YOUR TASK
Everything from the line holding "(IUGG), in meters." through the last line below must be repeated exactly, and nothing else.

DATA SUPPLIED
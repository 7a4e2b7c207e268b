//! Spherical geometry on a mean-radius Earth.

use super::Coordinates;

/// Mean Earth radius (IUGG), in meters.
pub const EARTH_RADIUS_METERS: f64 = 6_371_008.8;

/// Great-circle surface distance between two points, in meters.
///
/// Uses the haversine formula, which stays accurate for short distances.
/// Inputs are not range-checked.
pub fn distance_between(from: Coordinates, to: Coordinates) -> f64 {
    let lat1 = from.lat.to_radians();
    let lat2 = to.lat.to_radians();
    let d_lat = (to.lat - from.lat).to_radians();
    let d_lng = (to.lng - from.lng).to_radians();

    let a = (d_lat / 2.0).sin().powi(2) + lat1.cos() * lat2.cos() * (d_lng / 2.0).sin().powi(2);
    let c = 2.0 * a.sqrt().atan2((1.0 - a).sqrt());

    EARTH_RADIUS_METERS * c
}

TASK SOLUTION
/// Mean Earth radius (IUGG), in meters.
pub const EARTH_RADIUS_METERS: f64 = 6_371_008.8;

/// Great-circle surface distance between two points, in meters.
///
/// Uses the haversine formula, which stays accurate for short distances.
/// Inputs are not range-checked.
pub fn distance_between(from: Coordinates, to: Coordinates) -> f64 {
    let lat1 = from.lat.to_radians();
    let lat2 = to.lat.to_radians();
    let d_lat = (to.lat - from.lat).to_radians();
    let d_lng = (to.lng - from.lng).to_radians();

    let a = (d_lat / 2.0).sin().powi(2) + lat1.cos() * lat2.cos() * (d_lng / 2.0).sin().powi(2);
    let c = 2.0 * a.sqrt().atan2((1.0 - a).sqrt());

    EARTH_RADIUS_METERS * c
}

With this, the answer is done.